Discuss all results reported in the results section, including non-significant findings. Ignoring null results creates a biased discussion and is often flagged by reviewers. For non-significant results, offer explanations such as insufficient power, measurement limitations, or genuine absence of effect
How do I write limitations without undermining my study?
Present limitations as evidence of methodological awareness rather than admissions of failure. For each limitation, assess its likely impact and note any mitigating factors. For example: "The single-center design limits generalizability; however, the hospital's patient demographics closely match national averages, suggesting the findings are relevant beyond this specific site".
What should I not include in the discussion?
Do not include new data, detailed methodology, extensive literature review, or results not reported in the results section. Do not make claims unsupported by the data (such as claiming causation from observational data). Do not use the discussion to promote your work; instead, let the interpretation speak for itself.
References
- Gangaraju, R. & Cushman, M. "How We Write a Manuscript Discussion." Research and Practice in Thrombosis and Haemostasis, 7(8), 102267, 2023.
- Teixeira da Silva, J. A. & Nazarovets, M. "Rejected Papers in Academic Publishing: Turning Negatives into Positives to Maximize Paper Acceptance." Learned Publishing, 2025.

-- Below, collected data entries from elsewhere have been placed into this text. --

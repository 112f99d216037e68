//! Domain layer - Core business objects and collaborator abstractions
//!
//! This layer contains:
//! - Entities: Commands, config actions, messages, guilds, responses
//! - Traits: Abstractions for the transport and the guild data store

pub mod entities;
pub mod traits;
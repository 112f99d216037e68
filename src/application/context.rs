//! Shared state handed to commands, services and hooks

use once_cell::sync::OnceCell;
use std::sync::Arc;
use uuid::Uuid;

use crate::application::errors::BotError;
use crate::application::registry::{Registries, RegistryKey};
use crate::application::report;
use crate::application::services::{CommandService, GuildSettingsService, PermissionsService, PluginService};
use crate::domain::entities::{Response, User};
use crate::domain::traits::{DataStore, GuildData, Target, Transport};
use crate::infrastructure::config::Config;
use crate::plugins::builtin;
use crate::plugins::trait_def::Service;

/// Everything a running bot owns, shared behind an `Arc`
pub struct BotContext {
    id: Uuid,
    config: Config,
    registries: Registries,
    transport: Arc<dyn Transport>,
    store: Arc<dyn DataStore>,
    owner: OnceCell<User>,
    user: OnceCell<User>,
}

impl BotContext {
    pub fn new(
        id: Uuid,
        config: Config,
        registries: Registries,
        transport: Arc<dyn Transport>,
        store: Arc<dyn DataStore>,
    ) -> Self {
        Self {
            id,
            config,
            registries,
            transport,
            store,
            owner: OnceCell::new(),
            user: OnceCell::new(),
        }
    }

    pub fn id(&self) -> Uuid {
        self.id
    }

    pub fn config(&self) -> &Config {
        &self.config
    }

    pub fn registries(&self) -> &Registries {
        &self.registries
    }

    pub fn transport(&self) -> &dyn Transport {
        self.transport.as_ref()
    }

    pub fn store(&self) -> &dyn DataStore {
        self.store.as_ref()
    }

    pub fn guild_data<'a>(&'a self, guild_id: &'a str) -> GuildData<'a> {
        GuildData::new(self.store.as_ref(), guild_id)
    }

    /// Global bot owner, known once the bot has booted
    pub fn owner(&self) -> Option<&User> {
        self.owner.get()
    }

    pub(crate) fn set_owner(&self, owner: User) {
        if self.owner.set(owner).is_err() {
            tracing::debug!("Owner already resolved");
        }
    }

    pub fn is_owner(&self, user_id: &str) -> bool {
        self.owner().is_some_and(|o| o.id == user_id)
    }

    /// The bot's own account, known once logged in
    pub fn user(&self) -> Option<&User> {
        self.user.get()
    }

    pub(crate) fn set_user(&self, user: User) {
        if self.user.set(user).is_err() {
            tracing::debug!("Bot user already resolved");
        }
    }

    /// A registered service as its concrete type
    pub fn service<T: Service>(&self, plugin_name: &str, name: &str) -> Result<Arc<T>, BotError> {
        let key = RegistryKey::namespaced(plugin_name, name);
        let entry = self.registries.services.get(key.as_str())?;
        entry
            .downcast::<T>()
            .ok_or_else(|| BotError::Type(format!("service '{}' has an unexpected type", key)))
    }

    pub fn permissions(&self) -> Result<Arc<PermissionsService>, BotError> {
        self.service(builtin::PLUGIN_NAME, PermissionsService::NAME)
    }

    pub fn plugin_service(&self) -> Result<Arc<PluginService>, BotError> {
        self.service(builtin::PLUGIN_NAME, PluginService::NAME)
    }

    pub fn command_service(&self) -> Result<Arc<CommandService>, BotError> {
        self.service(builtin::PLUGIN_NAME, CommandService::NAME)
    }

    pub fn guild_settings(&self) -> Result<Arc<GuildSettingsService>, BotError> {
        self.service(builtin::PLUGIN_NAME, GuildSettingsService::NAME)
    }

    /// Send a direct message to the owner; failures are logged, never raised
    pub async fn message_owner(&self, response: &Response) {
        let Some(owner) = self.owner() else {
            tracing::warn!("Owner unknown, dropping notification");
            return;
        };
        if let Err(e) = self.transport.send(&Target::User(owner.id.clone()), response).await {
            tracing::warn!("Failed to notify owner: {}", e);
        }
    }

    /// Report a failure to the owner with diagnostic detail
    pub async fn report_failure(&self, title: &str, details: &[(&str, String)], err: &BotError) {
        let embed = report::failure_embed(title, details, err);
        self.message_owner(&Response::embed(embed)).await;
    }
}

- Menon, V., Varadharajan, N., Praharaj, S. K. & Ameen, S. "Why Do Manuscripts Get Rejected? A Content Analysis of Rejection Reports from the Indian Journal of Psychological Medicine." Indian Journal of Psychological Medicine, 44(1), 59-65, 2022.
- American Psychological Association. "Publication Manual of the American Psychological Association." 7th edition, 2020.
- Creswell, J. W. & Creswell, J. D. "Research Design: Qualitative, Quantitative, and Mixed Methods Approaches." 6th edition, Sage, 2023.